Windows Subsystem For Linux Malware Feasts On Your Browser Auth Cookies
Another week, another malware
attack vector has become increasingly popular amongst malicious software distributors. The vector has existed since late 2021, but it is potentially bad for Linux
enthusiasts who use Windows.
Said attack vector that has gained in popularity is a utilization of the Windows Subsystem for Linux
. There are a few interesting factors associated with this attack. The first, and somewhat most curious, factor is that the majority of code that can be used for these attacks are open source. Meaning the developers or writers of this malware have consistently or regularly posted up the very code that is used on sources such as BitBucket or GitHub.
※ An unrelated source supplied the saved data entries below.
//! Math types.
//!
//! Everything the client draws lives on a 2-D plane with `y` pointing down.
//! World units come straight off the wire as JSON numbers, so this module
//! works in `f64` throughout.

use serde::{Deserialize, Serialize};

/// 2D vector / point.
#[derive(Debug, Clone, Copy, PartialEq, Serialize, Deserialize, Default)]
pub struct Vec2 {
    pub x: f64,
    pub y: f64,
}

impl Vec2 {
    pub const ZERO: Self = Self { x: 0.0, y: 0.0 };

    pub const fn new(x: f64, y: f64) -> Self {
        Self { x, y }
    }

    pub fn dot(self, rhs: Self) -> f64 {
        self.x * rhs.x + self.y * rhs.y
    }

    pub fn len_sq(self) -> f64 {
        self.dot(self)
    }

    pub fn len(self) -> f64 {
        self.len_sq().sqrt()
    }

    /// Unit vector in the same direction, or `None` for (near) zero input.
    pub fn normalized(self) -> Option<Self> {
        let len = self.len();
        if len <= f64::EPSILON || !len.is_finite() {
            return None;
        }
        Some(Self::new(self.x / len, self.y / len))
    }

    pub fn lerp(self, to: Self, t: f64) -> Self {
        let t = t.clamp(0.0, 1.0);
        Self::new(self.x + (to.x - self.x) * t, self.y + (to.y - self.y) * t)
    }

    pub fn is_finite(self) -> bool {
        self.x.is_finite() && self.y.is_finite()
    }
}

impl std::ops::Add for Vec2 {
    type Output = Self;

    fn add(self, rhs: Self) -> Self {
        Self::new(self.x + rhs.x, self.y + rhs.y)
    }
}

impl std::ops::Sub for Vec2 {
    type Output = Self;

    fn sub(self, rhs: Self) -> Self {
        Self::new(self.x - rhs.x, self.y - rhs.y)
    }
}

impl std::ops::Mul<f64> for Vec2 {
    type Output = Self;

    fn mul(self, rhs: f64) -> Self {
        Self::new(self.x * rhs, self.y * rhs)
    }
}

/// Axis-aligned rectangle, top-left origin.
#[derive(Debug, Clone, Copy, PartialEq, Serialize, Deserialize, Default)]
pub struct Rect {
    pub x: f64,
    pub y: f64,
    pub w: f64,
    pub h: f64,
}

impl Rect {
    pub const fn new(x: f64, y: f64, w: f64, h: f64) -> Self {
        Self { x, y, w, h }
    }

    /// Square of side `size` centered on `center`.
    pub fn centered(center: Vec2, size: f64) -> Self {
        Self::new(center.x - size / 2.0, center.y - size / 2.0, size, size)
    }

    pub fn right(&self) -> f64 {
        self.x + self.w
    }

    pub fn bottom(&self) -> f64 {
        self.y + self.h
    }

    pub fn center(&self) -> Vec2 {
        Vec2::new(self.x + self.w / 2.0, self.y + self.h / 2.0)
    }

    pub fn contains(&self, p: Vec2) -> bool {
        p.x >= self.x && p.x <= self.right() && p.y >= self.y && p.y <= self.bottom()
    }
}

/// Pixel size of the drawable surface.
#[derive(Debug, Clone, Copy, PartialEq, Serialize, Deserialize)]
pub struct Viewport {
    pub width: f64,
    pub height: f64,
}

impl Viewport {
    pub const fn new(width: f64, height: f64) -> Self {
        Self { width, height }
    }

    /// True when both sides are positive and finite.
    pub fn is_drawable(&self) -> bool {
        self.width.is_finite() && self.height.is_finite() && self.width > 0.0 && self.height > 0.0
    }
}

impl Default for Viewport {
    fn default() -> Self {
        Self::new(960.0, 540.0)
    }
}
//! `frost_client`
//!
//! Client-side systems:
//! - Entity snapshot store and the merge engine that feeds it (room + world
//!   channels)
//! - Camera solver (letterbox or pan, per axis)
//! - Minimap projector
//! - Frame renderer over the `Canvas` abstraction, with deterministic
//!   animation helpers and a sprite cache
//! - Frame-loop owner (sessions, throttling, notices)
//! - Replay reader for headless runs

pub mod anim;
pub mod assets;
pub mod camera;
pub mod merge;
pub mod minimap;
pub mod renderer;
pub mod replay;
pub mod session;
pub mod store;

pub use merge::Ingest;
pub use session::{FrameLoop, SessionNotice};
pub use store::EntityStore;
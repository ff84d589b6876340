//! Camera solver.
//!
//! Produces the world→screen affine transform for one frame. Each axis is
//! solved on its own: an axis where the whole world fits on screen is
//! letterboxed (centered, static); an axis where it does not pans to follow
//! the local player, clamped so the view never leaves the world.

use frost_shared::{
    math::{Rect, Vec2, Viewport},
    round::RoundContext,
};

use crate::store::{sanitize_extent, DEFAULT_WORLD_HEIGHT, DEFAULT_WORLD_WIDTH};

/// Worlds wider or taller than this get a fixed-size view window.
pub const OVERSIZED_WIDTH: f64 = 2000.0;
pub const OVERSIZED_HEIGHT: f64 = 1200.0;
/// View window (world units) used for oversized worlds.
pub const OVERSIZED_VIEW_WIDTH: f64 = 1200.0;
pub const OVERSIZED_VIEW_HEIGHT: f64 = 675.0;
/// Zoom applied to normal-sized worlds while a round is live.
pub const ROUND_ZOOM: f64 = 1.15;

const FIT_EPSILON: f64 = 1e-9;

/// `screen = world * scale + offset`.
#[derive(Debug, Clone, Copy, PartialEq)]
pub struct CameraTransform {
    pub scale: f64,
    pub offset_x: f64,
    pub offset_y: f64,
}

impl Default for CameraTransform {
    fn default() -> Self {
        Self::IDENTITY
    }
}

impl CameraTransform {
    pub const IDENTITY: Self = Self {
        scale: 1.0,
        offset_x: 0.0,
        offset_y: 0.0,
    };

    pub fn world_to_screen(&self, p: Vec2) -> Vec2 {
        Vec2::new(
            p.x * self.scale + self.offset_x,
            p.y * self.scale + self.offset_y,
        )
    }

    pub fn screen_to_world(&self, p: Vec2) -> Vec2 {
        Vec2::new(
            (p.x - self.offset_x) / self.scale,
            (p.y - self.offset_y) / self.scale,
        )
    }

    /// World-space rectangle covered by the viewport.
    pub fn visible_world_rect(&self, viewport: Viewport) -> Rect {
        let top_left = self.screen_to_world(Vec2::ZERO);
        Rect::new(
            top_left.x,
            top_left.y,
            viewport.width / self.scale,
            viewport.height / self.scale,
        )
    }
}

/// Everything the solver looks at.
#[derive(Debug, Clone, Copy, PartialEq)]
pub struct CameraInput {
    /// World extent `(W, H)`.
    pub world: Vec2,
    pub viewport: Viewport,
    pub round: RoundContext,
    /// Local player position, if the player is in the store.
    pub focus: Option<Vec2>,
}

pub fn is_oversized(world: Vec2) -> bool {
    world.x > OVERSIZED_WIDTH || world.y > OVERSIZED_HEIGHT
}

/// Solves the camera for one frame. Never fails: degenerate worlds fall back
/// to 960×540 and a degenerate viewport yields the identity transform.
pub fn solve(input: &CameraInput) -> CameraTransform {
    if !input.viewport.is_drawable() {
        return CameraTransform::IDENTITY;
    }
    let world = Vec2::new(
        sanitize_extent(input.world.x, DEFAULT_WORLD_WIDTH),
        sanitize_extent(input.world.y, DEFAULT_WORLD_HEIGHT),
    );
    let (cw, ch) = (input.viewport.width, input.viewport.height);

    let oversized = is_oversized(world);
    let target = if oversized {
        Vec2::new(OVERSIZED_VIEW_WIDTH, OVERSIZED_VIEW_HEIGHT)
    } else {
        world
    };

    let base_scale = (cw / target.x).min(ch / target.y);
    let zoom = if !input.round.is_active_round() || oversized {
        1.0
    } else {
        ROUND_ZOOM
    };
    let scale = base_scale * zoom;

    let view = Vec2::new(cw / scale, ch / scale);
    let focus = input.focus.filter(|p| p.is_finite());

    CameraTransform {
        scale,
        offset_x: axis_offset(world.x, view.x, cw, scale, focus.map(|p| p.x)),
        offset_y: axis_offset(world.y, view.y, ch, scale, focus.map(|p| p.y)),
    }
}

/// Left (or top) edge of the view along one axis, in world units.
fn camera_edge(world_dim: f64, view_dim: f64, focus: Option<f64>) -> f64 {
    let Some(focus) = focus else {
        return 0.0;
    };
    let half = view_dim / 2.0;
    if world_dim <= view_dim {
        return 0.0;
    }
    focus.clamp(half, world_dim - half) - half
}

fn axis_offset(
    world_dim: f64,
    view_dim: f64,
    viewport_dim: f64,
    scale: f64,
    focus: Option<f64>,
) -> f64 {
    let projected = world_dim * scale;
    if projected <= viewport_dim + FIT_EPSILON {
        (viewport_dim - projected) / 2.0
    } else {
        -camera_edge(world_dim, view_dim, focus) * scale
    }
}

#[cfg(test)]
mod tests {
    use super::*;
    use frost_shared::round::{RoomStatus, RoundType};

    const EPS: f64 = 1e-4;

    fn lobby() -> RoundContext {
        RoundContext::new(RoomStatus::Lobby, RoundType::Lobby)
    }

    fn active(rt: RoundType) -> RoundContext {
        RoundContext::new(RoomStatus::InRound, rt)
    }

    #[test]
    fn letterbox_centering_exact_fit() {
        let t = solve(&CameraInput {
            world: Vec2::new(960.0, 540.0),
            viewport: Viewport::new(800.0, 450.0),
            round: lobby(),
            focus: None,
        });
        assert!((t.scale - 0.8333).abs() < EPS);
        assert!(t.offset_x.abs() < EPS);
        assert!(t.offset_y.abs() < EPS);
    }

    #[test]
    fn letterbox_centers_narrow_axis() {
        // 16:9 world in a 4:3 viewport: fits horizontally, bars top and bottom.
        let t = solve(&CameraInput {
            world: Vec2::new(960.0, 540.0),
            viewport: Viewport::new(800.0, 600.0),
            round: lobby(),
            focus: Some(Vec2::new(900.0, 500.0)),
        });
        assert!((t.scale - 800.0 / 960.0).abs() < EPS);
        assert!(t.offset_x.abs() < EPS);
        assert!((t.offset_y - 75.0).abs() < EPS);
    }

    #[test]
    fn panning_clamp_oversized_world() {
        let input = CameraInput {
            world: Vec2::new(3000.0, 1500.0),
            viewport: Viewport::new(800.0, 450.0),
            round: active(RoundType::Snowball),
            focus: Some(Vec2::new(100.0, 750.0)),
        };
        let t = solve(&input);
        assert!((t.scale - 0.6667).abs() < EPS);
        assert!((800.0 / t.scale - 1200.0).abs() < 1e-6);
        assert_eq!(t.offset_x, 0.0);
        // Vertically centered on the player: top edge 750 - 337.5.
        assert!((t.offset_y + 412.5 * t.scale).abs() < 1e-6);
    }

    #[test]
    fn panning_clamps_far_edge() {
        let t = solve(&CameraInput {
            world: Vec2::new(3000.0, 1500.0),
            viewport: Viewport::new(800.0, 450.0),
            round: active(RoundType::Maze),
            focus: Some(Vec2::new(2990.0, 1490.0)),
        });
        let visible = t.visible_world_rect(Viewport::new(800.0, 450.0));
        assert!((visible.right() - 3000.0).abs() < 1e-6);
        assert!((visible.bottom() - 1500.0).abs() < 1e-6);
    }

    #[test]
    fn active_round_zooms_small_worlds() {
        let t = solve(&CameraInput {
            world: Vec2::new(960.0, 540.0),
            viewport: Viewport::new(960.0, 540.0),
            round: active(RoundType::Survival),
            focus: Some(Vec2::new(480.0, 270.0)),
        });
        assert!((t.scale - 1.15).abs() < EPS);
        // World no longer fits, so the camera pans around the centered player.
        let center = t.world_to_screen(Vec2::new(480.0, 270.0));
        assert!((center.x - 480.0).abs() < 1e-6);
        assert!((center.y - 270.0).abs() < 1e-6);
    }

    #[test]
    fn axes_are_solved_independently() {
        // Wide, short oversized world: pans horizontally, letterboxed vertically.
        let t = solve(&CameraInput {
            world: Vec2::new(2400.0, 600.0),
            viewport: Viewport::new(800.0, 450.0),
            round: lobby(),
            focus: Some(Vec2::new(1000.0, 300.0)),
        });
        assert!((t.scale - 0.6667).abs() < EPS);
        assert!((t.offset_x + 400.0 * t.scale).abs() < 1e-6);
        assert!((t.offset_y - 25.0).abs() < 1e-6);
    }

    #[test]
    fn missing_player_falls_back_to_origin() {
        let t = solve(&CameraInput {
            world: Vec2::new(6000.0, 3600.0),
            viewport: Viewport::new(1280.0, 720.0),
            round: active(RoundType::Light),
            focus: None,
        });
        assert_eq!(t.offset_x, 0.0);
        assert_eq!(t.offset_y, 0.0);
    }

    #[test]
    fn degenerate_inputs_never_panic() {
        let t = solve(&CameraInput {
            world: Vec2::new(f64::NAN, -5.0),
            viewport: Viewport::new(800.0, 450.0),
            round: lobby(),
            focus: Some(Vec2::new(f64::INFINITY, 0.0)),
        });
        assert!((t.scale - 0.8333).abs() < EPS);

        let t = solve(&CameraInput {
            world: Vec2::new(960.0, 540.0),
            viewport: Viewport::new(0.0, 450.0),
            round: lobby(),
            focus: None,
        });
        assert_eq!(t, CameraTransform::IDENTITY);
    }

    #[test]
    fn follow_is_continuous() {
        let mut last: Option<f64> = None;
        for step in 0..=600 {
            let x = step as f64 * 5.0;
            let t = solve(&CameraInput {
                world: Vec2::new(3000.0, 1500.0),
                viewport: Viewport::new(800.0, 450.0),
                round: active(RoundType::Snowball),
                focus: Some(Vec2::new(x, 750.0)),
            });
            if let Some(prev) = last {
                assert!((t.offset_x - prev).abs() <= 5.0 * t.scale + 1e-9);
            }
            last = Some(t.offset_x);
        }
    }

    #[test]
    fn screen_roundtrip() {
        let t = CameraTransform {
            scale: 0.75,
            offset_x: -120.0,
            offset_y: 33.0,
        };
        let p = Vec2::new(1234.5, 678.9);
        let back = t.screen_to_world(t.world_to_screen(p));
        assert!((back.x - p.x).abs() < 1e-9 && (back.y - p.y).abs() < 1e-9);
    }
}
The next major factor is that the security risk is not from Windows Subsystem for Linux itself, or Windows itself specifically, but because of interoperability between the two. Utilizing a Remote Attack Tool (RAT) the malware can access the host computer allowing it to create devastation upon the host machine. One particularly popular one is called RAT via Telegram
. While by itself it does not necessarily pose a threat as it can be a useful tool, combined with access to a host computer and malware, there is definitely a pretty significant risk factor. That increased risk factor goes hand in hand with the fact that in some cases the Linux shell can access to the Windows
shell, with some work.
WSL Installing on Windows
Researchers at Lumen Technologies' Black Lotus Labs have reported
a relative increase in the usage of these tools with malware since its discovery in September of 2021. Malware often used alongside this include keyloggers, screen capture software, OS and user system info grabbers, such as username, IP address and OS details. Of course, it can also grab browser auth-cookies, which can be used to emulate users on web sites. All of these can be potentially problematic if in the wrong hands.
Additionally, what has been a really common theme amongst malware writers as of late is that data reporting for their stolen information often just gets sent back to a cloud service provider. Most commonly something like an Amazon Web Services server or utility, likely due to the ability to rapidly deploy, redeploy, and remove. This makes it relatively hard to track and confirm who exactly is actually performing these malicious actions.
Shellcode Injector, source: Lumen Technologies Black Lotus Labs
The advice to most users is to pay close attention to your system monitors for both your Windows and Linux
environments. On Linux this is most commonly just called SysMon. You can also keep a close eye on your networking behavior, as if you see any data going somewhere you're not necessarily expecting you may have a risk of infection from this malware.